Provably Better Explanations with Optimized Aggregation of Feature Attributions
Thomas Decker, Ananta R. Bhattarai, Jindong Gu, Volker Tresp, Florian Buettner
TL;DR
This work addresses the instability and disagreement among feature attribution methods by proposing Optimized Aggregation, a convex-weighting scheme that combines multiple attributions into a single, provably improved explanation $\phi^{\omega}$. It formulates the problem under a generalized $L2$-metric framework $\mathcal{Q}(\phi(x)) = \mathbb{E}_{\gamma_1,\gamma_2}[\|\gamma_1 \phi(x) - \gamma_2\|_2^2]$ and reduces weight optimization to a constrained quadratic program, yielding global optima and allowing simultaneous improvement across several metrics. The authors prove a decomposition showing aggregated explanations can outperform weighted individuals and provide generalization bounds ensuring the improvements hold with high probability as sample size grows; they also instantiate three aggregation strategies, AGG_robust, AGG_faith, and AGG_opt, targeting robustness, faithfulness, or both. Empirically, across ImageNet models and diverse attribution methods, the optimized aggregations consistently outperform single-method baselines and standard mean/variance aggregations, improving robustness (SENS_AVG/SENS_MAX), faithfulness (INFD/FCOR), and related stability metrics, while also enhancing some individual methods via aggregation. The work suggests practical impact in producing more reliable explanations for opaque models and points to extensions such as voting schemes and broader integration with concept-based or counterfactual explanations.
Abstract
Using feature attributions for post-hoc explanations is a common practice to understand and verify the predictions of opaque machine learning models.

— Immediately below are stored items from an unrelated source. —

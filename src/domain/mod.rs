pub mod config;
pub mod content;
pub mod error;

pub use config::{
    BuildConfig, ColorLiteral, ColorValue, ConfigError, ConfigFormat, ContentGlob,
    DarkModeStrategy, MergePolicy, Palette, PluginRef, ShadeKey, ThemeConfig, ThemeExtend,
};
pub use content::{ContentReport, Diagnostics, PatternMatch};
pub use error::AppError;
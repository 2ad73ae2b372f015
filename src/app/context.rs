use crate::domain::Palette;
use crate::ports::ContentScanner;

/// Application context holding dependencies for command execution.
pub struct AppContext<S: ContentScanner> {
    scanner: S,
    defaults: Palette,
}

impl<S: ContentScanner> AppContext<S> {
    /// Create a new application context.
    pub fn new(scanner: S, defaults: Palette) -> Self {
        Self { scanner, defaults }
    }

    /// Get a reference to the content scanner.
    pub fn scanner(&self) -> &S {
        &self.scanner
    }

    /// The generator's default token table.
    pub fn defaults(&self) -> &Palette {
        &self.defaults
    }
}
use std::fmt;

use globset::{GlobBuilder, GlobMatcher};
use serde::Serialize;

use super::ConfigError;

const GLOB_META: [char; 5] = ['*', '?', '[', '{', '\\'];

/// A `content` scan target.
#[derive(Debug, Clone, PartialEq, Eq, Hash, Serialize)]
#[serde(transparent)]
pub struct ContentGlob(String);

impl ContentGlob {
    /// Validate that `pattern` compiles.
    pub fn new(pattern: &str) -> Result<Self, ConfigError> {
        if pattern.trim().is_empty() {
            return Err(ConfigError::InvalidGlobPattern {
                pattern: pattern.to_string(),
                details: "pattern is blank".to_string(),
            });
        }
        let glob = Self(pattern.to_string());
        glob.compile()?;
        Ok(glob)
    }

    pub fn as_str(&self) -> &str {
        &self.0
    }

    /// Pattern relative to the scan root, without a leading `./`.
    pub fn relative_pattern(&self) -> &str {
        let mut pattern = self.0.as_str();
        while let Some(rest) = pattern.strip_prefix("./") {
            pattern = rest;
        }
        pattern
    }

    /// Split into the literal directory the pattern starts from and the glob
    /// part below it: `../shared/**/*.html` is `("../shared", "**/*.html")`.
    ///
    /// The base is empty when the pattern starts with a glob, and absolute
    /// when the pattern is.
    pub fn split_base(&self) -> (&str, &str) {
        let pattern = self.relative_pattern();
        let glob_start = pattern.find(|c: char| GLOB_META.contains(&c)).unwrap_or(pattern.len());
        match pattern[..glob_start].rfind('/') {
            Some(0) => ("/", &pattern[1..]),
            Some(slash) => (&pattern[..slash], &pattern[slash + 1..]),
            None => ("", pattern),
        }
    }

    /// Compile the glob part of `split_base` into a matcher for paths
    /// relative to the base directory.
    pub fn compile_within_base(&self) -> Result<GlobMatcher, ConfigError> {
        let (_, tail) = self.split_base();
        self.build_matcher(tail)
    }

    /// Compile into a matcher for root-relative paths. `*` does not cross
    /// directory separators; `**` does.
    pub fn compile(&self) -> Result<GlobMatcher, ConfigError> {
        self.build_matcher(self.relative_pattern())
    }

    fn build_matcher(&self, pattern: &str) -> Result<GlobMatcher, ConfigError> {
        GlobBuilder::new(pattern)
            .literal_separator(true)
            .build()
            .map(|glob| glob.compile_matcher())
            .map_err(|err| ConfigError::InvalidGlobPattern {
                pattern: self.0.clone(),
                details: err.to_string(),
            })
    }
}

impl fmt::Display for ContentGlob {
    fn fmt(&self, f: &mut fmt::Formatter<'_>) -> fmt::Result {
        f.write_str(&self.0)
    }
}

Despite the numerous techniques available, individual methods often produce inconsistent and unstable results, putting their overall reliability into question. In this work, we aim to systematically improve the quality of feature attributions by combining multiple explanations across distinct methods or their variations. For this purpose, we propose a novel approach to derive optimal convex combinations of feature attributions that yield provable improvements of desired quality criteria such as robustness or faithfulness to the model behavior. Through extensive experiments involving various model architectures and popular feature attribution techniques, we demonstrate that our combination strategy consistently outperforms individual methods and existing baselines.